Freeman, Dunwich 1705; portman, Orford by 1709.2

Patentee to commrs. of bankrupts by d.3

Biography

In common with his Warwickshire kinsmen, Bridgeman was descended from John Bridgeman who became bishop of Chester in 1619. His great uncle, the bishop’s son Sir Orlando Bridgeman, 1st Bt.†, achieved distinction as a lawyer and served as Charles II’s lord keeper during 1667–72, while his father enjoyed a long career in the senior ranks of government bureaucracy. These two branches of the family were brought closer in 1697 through the marriage of Bridgeman’s sister to his second cousin and namesake (Orlando I*). A local Tory gentleman whose seat stood within the vicinity of Ipswich, Bridgeman took part in a noisy protest early in 1709 against the town’s Whig mayor for corruptly discharging his duties as a recruiting commissioner, and in consequence found himself, together with Leicester Martin* and several other local Tories, charged before the Privy Council in March with obstructing recruitment.
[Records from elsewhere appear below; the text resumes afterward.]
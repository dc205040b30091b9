//! Backoff strategies, jitter and the retry policy seam
//!
//! The delay before retry `n` (1-based, i.e. after the `n`-th failed
//! attempt) is
//!
//! ```text
//! delay = min(backoff(n) + jitter, max_delay)
//! ```
//!
//! where `backoff(n)` for the exponential strategy is
//! `initial_delay * multiplier^(n-1)`.

use std::time::Duration;

use rand::Rng;
use thiserror::Error;

/// Invalid retry configuration
#[derive(Debug, Clone, PartialEq, Error)]
pub enum RetryConfigError {
    #[error("max_attempts must be greater than 0")]
    ZeroAttempts,

    #[error("exponential multiplier must be >= 1.0, got {0}")]
    InvalidMultiplier(f64),
}

/// Trait for determining whether an error should be retried
pub trait RetryPolicy<E> {
    /// Decide what to do after `attempt` (1-based) failed with `error`
    fn should_retry(&self, error: &E, attempt: u32) -> RetryDecision;
}

/// Decision for whether to retry an operation
#[derive(Debug, Clone, PartialEq, Eq)]
pub enum RetryDecision {
    /// Retry the operation with the configured backoff delay
    Retry,
    /// Retry the operation after a server-provided delay
    RetryAfter(Duration),
    /// Don't retry the operation
    Stop,
}

impl RetryDecision {
    pub fn is_retry(&self) -> bool {
        !matches!(self, Self::Stop)
    }
}

/// Backoff strategy for calculating retry delays
#[derive(Debug, Clone, PartialEq)]
pub enum BackoffStrategy {
    /// Fixed delay between retries
    Fixed(Duration),
    /// Exponential backoff: initial_delay * multiplier^(attempt-1)
    Exponential { initial_delay: Duration, multiplier: f64 },
}

impl BackoffStrategy {
    /// Calculate the un-jittered delay for retry number `attempt` (1-based)
    pub fn calculate_delay(&self, attempt: u32) -> Duration {
        match self {
            Self::Fixed(delay) => *delay,
            Self::Exponential { initial_delay, multiplier } => {
                let exponent = i32::try_from(attempt.saturating_sub(1)).unwrap_or(i32::MAX);
                let factor = multiplier.powi(exponent);
                if factor.is_finite() {
                    initial_delay.mul_f64(factor.min(1e9))
                } else {
                    Duration::MAX
                }
            }
        }
    }
}

/// Jitter added on top of the backoff delay
#[derive(Debug, Clone, Copy, PartialEq, Eq)]
pub enum Jitter {
    /// No jitter
    None,
    /// Uniform jitter drawn from `[0, max)`
    Uniform { max: Duration },
}

impl Jitter {
    /// Draw a jitter sample
    pub fn sample(&self) -> Duration {
        match self {
            Self::None => Duration::ZERO,
            Self::Uniform { max } => {
                let max_micros = u64::try_from(max.as_micros()).unwrap_or(u64::MAX);
                if max_micros == 0 {
                    return Duration::ZERO;
                }
                Duration::from_micros(rand::thread_rng().gen_range(0..max_micros))
            }
        }
    }

    /// Upper bound (exclusive) of the jitter this produces
    pub fn bound(&self) -> Duration {
        match self {
            Self::None => Duration::ZERO,
            Self::Uniform { max } => *max,
        }
    }
}

/// Configuration for retry behavior
#[derive(Debug, Clone, PartialEq)]
pub struct RetryConfig {
    /// Total attempts, including the first one
    pub max_attempts: u32,
    /// Backoff strategy for calculating delays
    pub backoff: BackoffStrategy,
    /// Jitter added to each delay
    pub jitter: Jitter,
    /// Cap applied after jitter
    pub max_delay: Duration,
}

impl Default for RetryConfig {
    fn default() -> Self {
        Self {
            max_attempts: 3,
            backoff: BackoffStrategy::Exponential {
                initial_delay: Duration::from_secs(1),
                multiplier: 2.0,
            },
            jitter: Jitter::Uniform { max: Duration::from_secs(1) },
            max_delay: Duration::from_secs(30),
        }
    }
}

impl RetryConfig {
    /// Validate the configuration
    pub fn validate(&self) -> Result<(), RetryConfigError> {
        if self.max_attempts == 0 {
            return Err(RetryConfigError::ZeroAttempts);
        }
        if let BackoffStrategy::Exponential { multiplier, .. } = self.backoff {
            if multiplier.is_nan() || multiplier < 1.0 {
                return Err(RetryConfigError::InvalidMultiplier(multiplier));
            }
        }
        Ok(())
    }

    /// Whether another attempt is allowed after `attempt` attempts were made
    pub fn has_attempts_left(&self, attempt: u32) -> bool {
        attempt < self.max_attempts
    }

    /// Jittered, capped delay before retry number `attempt` (1-based)
    pub fn delay_for(&self, attempt: u32) -> Duration {
        self.delay_with_jitter(attempt, self.jitter.sample())
    }

    /// Capped delay before retry `attempt` with an explicit jitter sample
    pub fn delay_with_jitter(&self, attempt: u32, jitter: Duration) -> Duration {
        self.backoff.calculate_delay(attempt).saturating_add(jitter).min(self.max_delay)
    }
}
//! Generic TTL cache with optional size bound
//!
//! - **Thread-safe**: storage backed by `moka::sync::Cache`, cheap `Clone`
//! - **TTL**: entries older than the configured time-to-live are never served
//! - **Bounded**: LRU or TinyLFU eviction once `max_size` is reached
//! - **Testable**: a [`Clock`](crate::resilience::Clock) drives expiry
//!
//! ```
//! use std::time::Duration;
//!
//! use steadfast_common::cache::{Cache, CacheConfig};
//!
//! let cache: Cache<String, Vec<u8>> =
//!     Cache::new(CacheConfig::ttl_lru(Duration::from_secs(300), 512));
//! cache.insert("users".to_string(), b"[]".to_vec());
//! assert_eq!(cache.get(&"users".to_string()), Some(b"[]".to_vec()));
//! ```

pub mod config;
pub mod core;
pub mod stats;

pub use self::config::{CacheConfig, CacheConfigBuilder, EvictionPolicy};
pub use self::core::Cache;
pub use self::stats::CacheStats;
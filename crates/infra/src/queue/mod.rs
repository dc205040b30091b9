//! Offline queue implementations
//!
//! Both keep items in drain order (priority tier, then creation sequence).

mod file;
mod memory;
mod state;

pub use file::FileOfflineQueue;
pub use memory::InMemoryOfflineQueue;
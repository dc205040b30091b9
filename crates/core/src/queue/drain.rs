use steadfast_domain::{ApiError, ApiErrorCategory, FlushReport};
use tracing::{debug, info, instrument, warn};

use super::ports::{OfflineQueue, QueueReplayer};

/// Replay queued items in drain order
///
/// - success removes the item
/// - a terminal failure (client error) drops the item
/// - a transient failure charges the item's own retry budget and stops the
///   drain, since connectivity is likely gone again; an exhausted item is
///   dropped
/// - going offline again or losing the session stops the drain without
///   charging the item
#[instrument(skip_all)]
pub async fn drain_queue<Q, R>(queue: &Q, replayer: &R) -> Result<FlushReport, ApiError>
where
    Q: OfflineQueue + ?Sized,
    R: QueueReplayer + ?Sized,
{
    let mut report = FlushReport::default();

    for item in queue.pending().await? {
        if !item.can_retry() {
            warn!(id = %item.id, retries = item.retry_count, "dropping exhausted queue item");
            queue.remove(&item.id).await?;
            report.dropped += 1;
            continue;
        }

        match replayer.replay(&item).await {
            Ok(response) => {
                debug!(id = %item.id, status = response.status, "replayed queue item");
                queue.remove(&item.id).await?;
                report.replayed += 1;
            }
            Err(error) => match error.category() {
                ApiErrorCategory::Offline | ApiErrorCategory::AuthFailed => {
                    info!(id = %item.id, error = %error, "pausing queue drain");
                    report.stopped_early = true;
                    break;
                }
                _ if error.is_transient() => {
                    report.stopped_early = true;
                    match queue.record_failure(&item.id).await? {
                        Some(updated) if !updated.can_retry() => {
                            warn!(
                                id = %item.id,
                                error = %error,
                                "queue item exhausted its retries"
                            );
                            queue.remove(&item.id).await?;
                            report.dropped += 1;
                        }
                        _ => {
                            warn!(id = %item.id, error = %error, "replay failed, will retry later");
                        }
                    }
                    break;
                }
                _ => {
                    warn!(id = %item.id, error = %error, "dropping rejected queue item");
                    queue.remove(&item.id).await?;
                    report.dropped += 1;
                }
            },
        }
    }

    report.remaining = queue.len().await?;
    info!(
        replayed = report.replayed,
        dropped = report.dropped,
        remaining = report.remaining,
        stopped_early = report.stopped_early,
        "offline queue drained"
    );
    Ok(report)
}
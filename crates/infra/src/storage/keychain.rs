use async_trait::async_trait;
use keyring::{Entry, Error as KeyringError};
use steadfast_core::CredentialStore;
use steadfast_domain::{ApiError, ApiResult};
use tokio::task;
use tracing::debug;

use crate::errors::IntoApiError;

const DEFAULT_SERVICE_NAME: &str = "steadfast";

/// Credential store backed by the platform keychain
///
/// Keychain calls block, so each one runs on the blocking thread pool.
#[derive(Debug, Clone)]
pub struct KeychainCredentialStore {
    service: String,
}

impl Default for KeychainCredentialStore {
    fn default() -> Self {
        Self::new(DEFAULT_SERVICE_NAME)
    }
}

impl KeychainCredentialStore {
    pub fn new(service: impl Into<String>) -> Self {
        Self { service: service.into() }
    }

    pub fn service(&self) -> &str {
        &self.service
    }

    async fn with_entry<T, F>(&self, key: &str, op: F) -> ApiResult<T>
    where
        T: Send + 'static,
        F: FnOnce(Entry) -> Result<T, KeyringError> + Send + 'static,
    {
        let service = self.service.clone();
        let key = key.to_string();
        task::spawn_blocking(move || {
            let entry = Entry::new(&service, &key).map_err(IntoApiError::into_api_error)?;
            op(entry).map_err(IntoApiError::into_api_error)
        })
        .await
        .map_err(|e| ApiError::Internal(format!("keychain task failed: {e}")))?
    }
}

#[async_trait]
impl CredentialStore for KeychainCredentialStore {
    async fn get(&self, key: &str) -> ApiResult<Option<String>> {
        self.with_entry(key, |entry| match entry.get_password() {
            Ok(value) => Ok(Some(value)),
            Err(KeyringError::NoEntry) => Ok(None),
            Err(err) => Err(err),
        })
        .await
    }

    async fn set(&self, key: &str, value: &str) -> ApiResult<()> {
        let value = value.to_string();
        self.with_entry(key, move |entry| entry.set_password(&value)).await?;
        debug!(service = %self.service, key, "stored keychain entry");
        Ok(())
    }

    async fn delete(&self, key: &str) -> ApiResult<()> {
        self.with_entry(key, |entry| match entry.delete_credential() {
            Ok(()) | Err(KeyringError::NoEntry) => Ok(()),
            Err(err) => Err(err),
        })
        .await
    }
}
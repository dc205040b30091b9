use std::collections::HashMap;

use async_trait::async_trait;
use parking_lot::RwLock;
use steadfast_core::CredentialStore;
use steadfast_domain::constants::{ACCESS_TOKEN_KEY, REFRESH_TOKEN_KEY};
use steadfast_domain::{ApiResult, TokenPair};

/// Process-local credential store for tests and headless use
#[derive(Debug, Default)]
pub struct MemoryCredentialStore {
    values: RwLock<HashMap<String, String>>,
}

impl MemoryCredentialStore {
    pub fn new() -> Self {
        Self::default()
    }

    /// Store pre-seeded with a token pair
    pub fn with_tokens(tokens: &TokenPair) -> Self {
        let store = Self::new();
        insert_pair(&mut store.values.write(), tokens);
        store
    }

    pub fn snapshot(&self) -> HashMap<String, String> {
        self.values.read().clone()
    }
}

#[async_trait]
impl CredentialStore for MemoryCredentialStore {
    async fn get(&self, key: &str) -> ApiResult<Option<String>> {
        Ok(self.values.read().get(key).cloned())
    }

    async fn set(&self, key: &str, value: &str) -> ApiResult<()> {
        self.values.write().insert(key.to_string(), value.to_string());
        Ok(())
    }

    async fn delete(&self, key: &str) -> ApiResult<()> {
        self.values.write().remove(key);
        Ok(())
    }

    /// Both tokens land under one write lock
    async fn set_pair(&self, tokens: &TokenPair) -> ApiResult<()> {
        insert_pair(&mut self.values.write(), tokens);
        Ok(())
    }
}

fn insert_pair(values: &mut HashMap<String, String>, tokens: &TokenPair) {
    values.insert(ACCESS_TOKEN_KEY.to_string(), tokens.access_token.clone());
    values.insert(REFRESH_TOKEN_KEY.to_string(), tokens.refresh_token.clone());
}
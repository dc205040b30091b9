//! Integration tests for the TTL cache
//!
//! Concurrency and expiry behavior across clones and threads.

use std::sync::Arc;
use std::thread;
use std::time::Duration;

use steadfast_common::cache::{Cache, CacheConfig};
use steadfast_common::resilience::MockClock;

#[test]
fn test_concurrent_writers_and_readers() {
    let cache: Arc<Cache<u32, String>> = Arc::new(Cache::new(CacheConfig::lru(1_000)));

    let handles: Vec<_> = (0..8)
        .map(|worker| {
            let cache = Arc::clone(&cache);
            thread::spawn(move || {
                for i in 0..100 {
                    let key = worker * 100 + i;
                    cache.insert(key, format!("value-{key}"));
                    assert_eq!(cache.get(&key), Some(format!("value-{key}")));
                }
            })
        })
        .collect();

    for handle in handles {
        handle.join().expect("worker panicked");
    }

    assert_eq!(cache.len(), 800);
}

#[test]
fn test_bounded_cache_never_exceeds_capacity() {
    let cache: Cache<u32, u32> = Cache::new(CacheConfig::lru(16));
    for i in 0..100 {
        cache.insert(i, i);
        assert!(cache.len() <= 16);
    }
    // most recent entries survive
    assert_eq!(cache.get(&99), Some(99));
    assert_eq!(cache.get(&0), None);
}

#[test]
fn test_sweep_bounds_memory_with_mock_time() {
    let clock = MockClock::new();
    let config = CacheConfig::builder().ttl(Duration::from_secs(300)).track_metrics(true).build();
    let cache: Cache<u32, Vec<u8>, MockClock> = Cache::with_clock(config, clock.clone());

    for i in 0..50 {
        cache.insert(i, vec![0; 64]);
    }
    clock.advance_secs(301);
    for i in 50..60 {
        cache.insert(i, vec![1; 64]);
    }

    assert_eq!(cache.cleanup_expired(), 50);
    assert_eq!(cache.len(), 10);
    assert_eq!(cache.stats().expirations, 50);
}
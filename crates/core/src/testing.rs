//! Mock collaborators for tests
//!
//! Enabled for this crate's own tests and, through the `test-utils`
//! feature, for downstream integration tests.

use std::sync::atomic::{AtomicUsize, Ordering};
use std::time::Duration;

use async_trait::async_trait;
use parking_lot::Mutex;
use steadfast_domain::TokenPair;

use crate::auth::ports::{RefreshFailure, TokenRefresher};

/// Token refresher with a scripted outcome and an optional delay
///
/// Counts every call so tests can assert the single-flight property.
pub struct MockTokenRefresher {
    outcome: Mutex<Result<TokenPair, RefreshFailure>>,
    delay: Duration,
    calls: AtomicUsize,
    seen: Mutex<Vec<String>>,
}

impl MockTokenRefresher {
    pub fn succeeding(tokens: TokenPair) -> Self {
        Self::with_outcome(Ok(tokens))
    }

    pub fn failing(failure: RefreshFailure) -> Self {
        Self::with_outcome(Err(failure))
    }

    fn with_outcome(outcome: Result<TokenPair, RefreshFailure>) -> Self {
        Self {
            outcome: Mutex::new(outcome),
            delay: Duration::ZERO,
            calls: AtomicUsize::new(0),
            seen: Mutex::new(Vec::new()),
        }
    }

    /// Hold every refresh call open for `delay`
    #[must_use]
    pub fn with_delay(mut self, delay: Duration) -> Self {
        self.delay = delay;
        self
    }

    /// Change the outcome of subsequent calls
    pub fn set_outcome(&self, outcome: Result<TokenPair, RefreshFailure>) {
        *self.outcome.lock() = outcome;
    }

    pub fn calls(&self) -> usize {
        self.calls.load(Ordering::SeqCst)
    }

    /// Refresh tokens received, in call order
    pub fn seen_refresh_tokens(&self) -> Vec<String> {
        self.seen.lock().clone()
    }
}

#[async_trait]
impl TokenRefresher for MockTokenRefresher {
    async fn refresh(&self, refresh_token: &str) -> Result<TokenPair, RefreshFailure> {
        self.calls.fetch_add(1, Ordering::SeqCst);
        self.seen.lock().push(refresh_token.to_string());
        if !self.delay.is_zero() {
            tokio::time::sleep(self.delay).await;
        }
        self.outcome.lock().clone()
    }
}
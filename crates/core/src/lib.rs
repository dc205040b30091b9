//! # Steadfast Core
//!
//! Transport-independent resilience logic for the API client.
//!
//! This crate contains:
//! - Port interfaces for the client's collaborators (credential storage,
//!   token refresh, offline queue, connectivity signal)
//! - The request cache, in-flight deduplication registry and HTTP retry
//!   policy
//! - The single-flight token refresh coordinator
//!
//! ## Architecture Principles
//! - Only depends on `steadfast-common` and `steadfast-domain`
//! - No HTTP, filesystem or platform code
//! - All external effects go through traits

pub mod auth;
pub mod cache;
pub mod dedup;
pub mod network;
pub mod queue;
pub mod retry;

#[cfg(any(test, feature = "test-utils"))]
pub mod testing;

pub use auth::ports::{CredentialStore, RefreshFailure, TokenRefresher};
pub use auth::TokenRefreshCoordinator;
pub use cache::RequestCache;
pub use dedup::{DeduplicationRegistry, Joined, SharedResponse, Ticket};
pub use network::ports::NetworkMonitor;
pub use queue::ports::{OfflineQueue, QueueReplayer};
pub use queue::drain_queue;
pub use retry::HttpRetryPolicy;
//! Connectivity signal types

use serde::{Deserialize, Serialize};

/// Transport the device is currently using
#[derive(Debug, Clone, Copy, PartialEq, Eq, Serialize, Deserialize)]
#[serde(rename_all = "snake_case")]
pub enum ConnectionType {
    Wifi,
    Cellular,
    Ethernet,
    Unknown,
    None,
}

/// Connectivity transition emitted by the network monitor
#[derive(Debug, Clone, Copy, PartialEq, Eq, Serialize, Deserialize)]
pub struct ConnectivityState {
    pub connected: bool,
    #[serde(rename = "type")]
    pub connection_type: ConnectionType,
}

impl ConnectivityState {
    pub const fn online(connection_type: ConnectionType) -> Self {
        Self { connected: true, connection_type }
    }

    pub const fn offline() -> Self {
        Self { connected: false, connection_type: ConnectionType::None }
    }
}

impl Default for ConnectivityState {
    fn default() -> Self {
        Self::online(ConnectionType::Unknown)
    }
}
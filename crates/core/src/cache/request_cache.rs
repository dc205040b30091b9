use steadfast_common::cache::{Cache, CacheConfig, CacheStats};
use steadfast_common::resilience::{Clock, SystemClock};
use steadfast_domain::{ApiResponse, CacheSettings, Fingerprint, HttpMethod, RequestConfig};
use tracing::debug;

/// Time-bounded response cache keyed by request fingerprint
///
/// Only GET requests on non-authentication paths are eligible. Hits are
/// "fresh within TTL", not "fresh as of now"; callers always receive their
/// own copy of the cached response.
#[derive(Clone)]
pub struct RequestCache<C = SystemClock>
where
    C: Clock + Clone,
{
    entries: Cache<Fingerprint, ApiResponse, C>,
    requests: RequestConfig,
}

impl RequestCache<SystemClock> {
    pub fn new(settings: &CacheSettings, requests: &RequestConfig) -> Self {
        Self::with_clock(settings, requests, SystemClock)
    }
}

impl<C> RequestCache<C>
where
    C: Clock + Clone,
{
    pub fn with_clock(settings: &CacheSettings, requests: &RequestConfig, clock: C) -> Self {
        let config = CacheConfig::builder()
            .ttl(settings.ttl())
            .max_size(settings.max_entries)
            .track_metrics(true)
            .build();
        Self { entries: Cache::with_clock(config, clock), requests: requests.clone() }
    }

    /// Whether responses for `method` + `path` may be cached
    pub fn is_eligible(&self, method: HttpMethod, path: &str) -> bool {
        method == HttpMethod::Get && !self.requests.is_auth_path(path)
    }

    /// Cached response for `fingerprint`, if still within TTL
    pub fn lookup(&self, fingerprint: &Fingerprint) -> Option<ApiResponse> {
        let hit = self.entries.get(fingerprint);
        debug!(fingerprint = %fingerprint.short(), hit = hit.is_some(), "cache lookup");
        hit
    }

    /// Remember a successful response
    pub fn store(&self, fingerprint: Fingerprint, response: ApiResponse) {
        if response.is_success() {
            self.entries.insert(fingerprint, response);
        }
    }

    /// Evict expired entries, returning how many were removed
    pub fn sweep(&self) -> usize {
        self.entries.cleanup_expired()
    }

    pub fn clear(&self) {
        self.entries.clear();
    }

    pub fn len(&self) -> usize {
        self.entries.len()
    }

    pub fn is_empty(&self) -> bool {
        self.entries.is_empty()
    }

    pub fn stats(&self) -> CacheStats {
        self.entries.stats()
    }
}

#[cfg(test)]
mod tests {
    use std::collections::BTreeMap;

    use steadfast_common::resilience::MockClock;

    use super::*;

    fn cache(clock: &MockClock) -> RequestCache<MockClock> {
        let settings = CacheSettings::default();
        RequestCache::with_clock(&settings, &RequestConfig::default(), clock.clone())
    }

    fn fingerprint(path: &str) -> Fingerprint {
        Fingerprint::compute(HttpMethod::Get, path, &BTreeMap::new(), None)
    }

    #[test]
    fn test_only_non_auth_gets_are_eligible() {
        let cache = cache(&MockClock::new());
        assert!(cache.is_eligible(HttpMethod::Get, "/classes"));
        assert!(!cache.is_eligible(HttpMethod::Get, "/auth/me"));
        assert!(!cache.is_eligible(HttpMethod::Put, "/classes/1"));
        assert!(!cache.is_eligible(HttpMethod::Post, "/classes"));
    }

    #[test]
    fn test_hit_within_ttl_and_miss_after() {
        let clock = MockClock::new();
        let cache = cache(&clock);
        let key = fingerprint("/classes");
        cache.store(key, ApiResponse::new(200, b"[1]".to_vec()));

        clock.advance_secs(299);
        assert_eq!(cache.lookup(&key).map(|r| r.body), Some(b"[1]".to_vec()));

        clock.advance_secs(1);
        assert!(cache.lookup(&key).is_none());
        assert_eq!(cache.stats().hits, 1);
    }

    #[test]
    fn test_error_responses_are_not_stored() {
        let cache = cache(&MockClock::new());
        cache.store(fingerprint("/missing"), ApiResponse::new(404, Vec::new()));
        assert!(cache.is_empty());
    }

    #[test]
    fn test_capacity_evicts_least_recently_used() {
        let settings = CacheSettings { max_entries: 2, ..CacheSettings::default() };
        let cache =
            RequestCache::with_clock(&settings, &RequestConfig::default(), MockClock::new());
        cache.store(fingerprint("/a"), ApiResponse::new(200, b"a".to_vec()));
        cache.store(fingerprint("/b"), ApiResponse::new(200, b"b".to_vec()));
        assert!(cache.lookup(&fingerprint("/a")).is_some());
        cache.store(fingerprint("/c"), ApiResponse::new(200, b"c".to_vec()));

        assert_eq!(cache.len(), 2);
        assert!(cache.lookup(&fingerprint("/b")).is_none());
        assert!(cache.lookup(&fingerprint("/a")).is_some());
        assert_eq!(cache.stats().evictions, 1);
    }

    #[test]
    fn test_sweep_and_clear() {
        let clock = MockClock::new();
        let cache = cache(&clock);
        cache.store(fingerprint("/a"), ApiResponse::new(200, Vec::new()));
        clock.advance_secs(301);
        cache.store(fingerprint("/b"), ApiResponse::new(200, Vec::new()));

        assert_eq!(cache.sweep(), 1);
        assert_eq!(cache.len(), 1);

        cache.clear();
        assert!(cache.is_empty());
    }
}
//! Connectivity signal implementation

mod monitor;

pub use monitor::WatchNetworkMonitor;
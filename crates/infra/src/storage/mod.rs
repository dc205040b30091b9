//! Credential store implementations

mod keychain;
mod memory;

pub use keychain::KeychainCredentialStore;
pub use memory::MemoryCredentialStore;
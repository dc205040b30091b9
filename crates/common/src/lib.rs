//! Modular common utilities shared across Steadfast crates.
//!
//! # Feature Tiers
//!
//! Enable cargo features to opt into the tiers you need:
//! - `foundation`: clock abstraction, backoff strategies and jitter
//! - `runtime`: thread-safe TTL cache with statistics (adds tracing)

#![forbid(unsafe_code)]
#![warn(rust_2018_idioms)]
#![warn(clippy::all, clippy::perf, clippy::complexity, clippy::suspicious)]

// Foundation tier
// -----------------------------------------------------------------
#[cfg(feature = "foundation")]
pub mod resilience;

// Runtime tier
// --------------------------------------------------------------------
#[cfg(feature = "runtime")]
pub mod cache;

// Re-export commonly used types and traits for convenience
// ------------------------
#[cfg(feature = "runtime")]
pub use cache::{Cache, CacheConfig, CacheStats, EvictionPolicy};
#[cfg(feature = "foundation")]
pub use resilience::{
    BackoffStrategy, Clock, Jitter, MockClock, RetryConfig, RetryDecision, RetryPolicy,
    SystemClock,
};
As a result, he was removed from the commission of the peace and ordered to be prosecuted, but eventually, after an appeal, three of the offenders, including Bridgeman, were restored in March 1710 ‘by her Majesty’s special command’, Bridgeman and another riding in triumph to their first sessions, accompanied (according to Dyer) ‘by the high sheriff and above 400 gentlemen and freeholders’. He stood for Parliament at Ipswich in 1710, but came bottom of the poll, and in 1713 was defeated again. Though awarded the seat on petition in April 1714, he afterwards made no more ventures into electoral politics, confining himself instead to the adornment of Combs Hall which he had begun to rebuild after 1710. He died on 24 Apr. 1731, leaving Combs to his surviving son. In framing his testamentary statement of devotion to the Church, he expressed particular abhorrence of ‘the present fashionable opinions of deism and, as it is called, freethinking’.4

Ref Volumes: 1690-1715

Author: D. W. Hayton

Notes

  • 1. IGI, London; Wm. Salt Arch. Soc. Colls. n.s. ii. 237–8; Le Neve, Mon. Angl., 1700–15, p. 264.
  • 2. E. Suff. RO, EE6/1144/14; W. Suss. RO, Shillinglee mss, John Hooke to Sir Edward Turnor*, 28 Sept. 1709.
  • 3. Hist. Reg. Chron. 1731, p. 21.